Kolom
Jumat, 29 September 2023 - 09:35 WIB

Intelijen, Demokrasi, dan Pemilu 2024

Iqbal Suliansyah  /  Ichwan Prasetyo  | SOLOPOS.com

SOLOPOS.COM - Iqbal Suliansyah (Solopos/Istimewa)

Solopos.com, SOLO – Pada 1955, Amerika Serikat membentuk komite yang dipimpin Herbert Haufer dengan tujuan meneliti kegiatan intelijen. Komite Haufer ini mengajukan definisi intelijen yang menjadi kesepakatan kongres.

Intelijen menurut Komite Haufer adalah proses mendapatkan segala hal yang harus diketahui sebelum melakukan pekerjaan dan itu yang akan menyelesaikan semua masalah yang sebelumnya harus sudah diketahui dalam rangka mengatur rencana pekerjaan.

Advertisement

Dalam perkembangannya intelijen dalam suatu negara dimaknai dalam tiga hal. Pertama, intelijen sebagai suatu organisasi. Kedua, intelijen sebagai aktivitas. Ketiga, intelijen sebagai pengetahuan.

Dalam sejarah di Indonesia, munculnya institusi intelijen berawal dari para pemuda di bidang kemiliteran (Seinen Korenso) saat penjajahan Jepang. Terus berkembang pada 1943 dengan peran Zulkifli Lubis, Daan Mogot, dan Yonosewoyo yang mengikuti kursus Seinen Dojo yang merupakan pendidikan akademi intelijen di bawah Markas Besar Intelijen Jepang.

Setelah Indonesia merdeka para pemuda tersebut membentuk organisasi intelijen yang disebut Badan Istimewa. Organisasi intelijen di Indonesia terus berbenah hingga sekarang berubah menjadi Badan Intelijen Negara (BIN).

Advertisement

Mendengar kata intelijen jamak menimbulkan banyak persepsi yang tidak jarang seolah-olah menakutkan. Secara asasi keberadaan intelijen membantu mengetahui sesuatu hal yang harus diketahui sebelumnya sehingga melahirkan perencanaan yang baik untuk menjadi pertimbangan pengambilan tindakan atau putusan dan meminimalkan risiko yang akan terjadi.

Melahirkan intelijen yang profesional yang sejalan dengan prinsip-prinsip demokrasi tentu tidak mudah. Dilema intelijen dan demokrasi terus menjadi perhatian. Aksi penyadapan dan sabotase tentu bisa dilakukan secara sistematis oleh badan intelijen.
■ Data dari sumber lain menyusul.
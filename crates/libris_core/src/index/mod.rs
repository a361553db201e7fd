//! Index implementations for access paths.
//!
//! Every index is parameterized by an [`IndexSpec`] that names the field,
//! the key extraction function and the normalization rule. The catalog
//! keeps several indexes over the same records and compares them.
//!
//! # Index Types
//!
//! - [`TreeIndex`]: unbalanced binary search tree, O(height) lookup
//! - [`HashIndex`]: fixed-bucket chained hash table, O(1) expected lookup
//! - [`GroupedIndex`]: key to all matching records, O(1) expected lookup

mod grouped;
mod hash;
mod traits;
mod tree;

pub use grouped::GroupedIndex;
pub use hash::{HashIndex, DEFAULT_BUCKET_COUNT};
pub use traits::{Index, IndexSpec, KeyExtractor, KeyRule};
pub use tree::TreeIndex;
//! Multi-valued grouping index.

use crate::index::traits::IndexSpec;
use crate::record::Record;
use std::collections::HashMap;
use std::sync::Arc;

/// Direct mapping from a normalized key to every record sharing it.
///
/// Groups keep insertion order, so a lookup returns records in the same
/// relative order as the catalog's master list.
pub struct GroupedIndex {
    /// Index specification.
    spec: IndexSpec,
    /// Key to records mapping.
    groups: HashMap<String, Vec<Arc<Record>>>,
    /// Total entry count.
    count: usize,
}

impl GroupedIndex {
    /// Creates a new, empty grouped index.
    pub fn new(spec: IndexSpec) -> Self {
        Self {
            spec,
            groups: HashMap::new(),
            count: 0,
        }
    }

    /// Returns the index specification.
    pub fn spec(&self) -> &IndexSpec {
        &self.spec
    }

    /// Appends a record to the group for its key.
    pub fn insert(&mut self, record: Arc<Record>) {
        let key = self.spec.key_of(&record);
        self.groups.entry(key).or_default().push(record);
        self.count += 1;
    }

    /// Returns every record whose key matches `query`.
    ///
    /// Unknown keys yield an empty slice.
    pub fn lookup(&self, query: &str) -> &[Arc<Record>] {
        let query = self.spec.normalize_query(query);
        self.groups
            .get(&*query)
            .map(Vec::as_slice)
            .unwrap_or(&[])
    }

    /// Returns the number of distinct keys.
    pub fn key_count(&self) -> usize {
        self.groups.len()
    }

    /// Returns the number of entries in the index.
    pub fn len(&self) -> usize {
        self.count
    }

    /// Returns true if the index is empty.
    pub fn is_empty(&self) -> bool {
        self.count == 0
    }
}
Aksi demikian sering memunculkan dugaan dilakukan bertujuan menguatkan posisi politik pemerintah atau untuk melemahkan bahkan membungkam kritik dari masyarakat. Beberapa kasus tercatat dan menjadi perhatiam publik dalam urusan dugaan keterlibatan intelijen.

Kasus tersebut, antara lain, penyadapan rumah dinas Gubernur DKI Jakarta (2014), dugaan keterlibatan intelijen dalam penyadapan telepon genggam mantan Presiden Susilo Bambang Yudhoyono (2017), pelibatan intelijen dalam kasus pelarangan aktivis menghadiri acara tertentu (2018), dan pelibatan intelijen dalam kasus lobi terhadap organisasi masyarakat sipil atau individu yang berpandangan kritis atas suatu rancangan legislasi (2019).

Advertisement

Tentu masyarakat memiliki perhatian besar atas masa depan demokrasi di Indonesia yang selama ini turut mendorong terus terwujudnya reformasi intelijen. Buku Membangun Intelijen Profesional di Indonesia hasil kajian Badan Riset dan Inovasi Nasional (BRIN) menggambarkan perkembangan intelijen di Indonesia selama 70 tahun terakhir.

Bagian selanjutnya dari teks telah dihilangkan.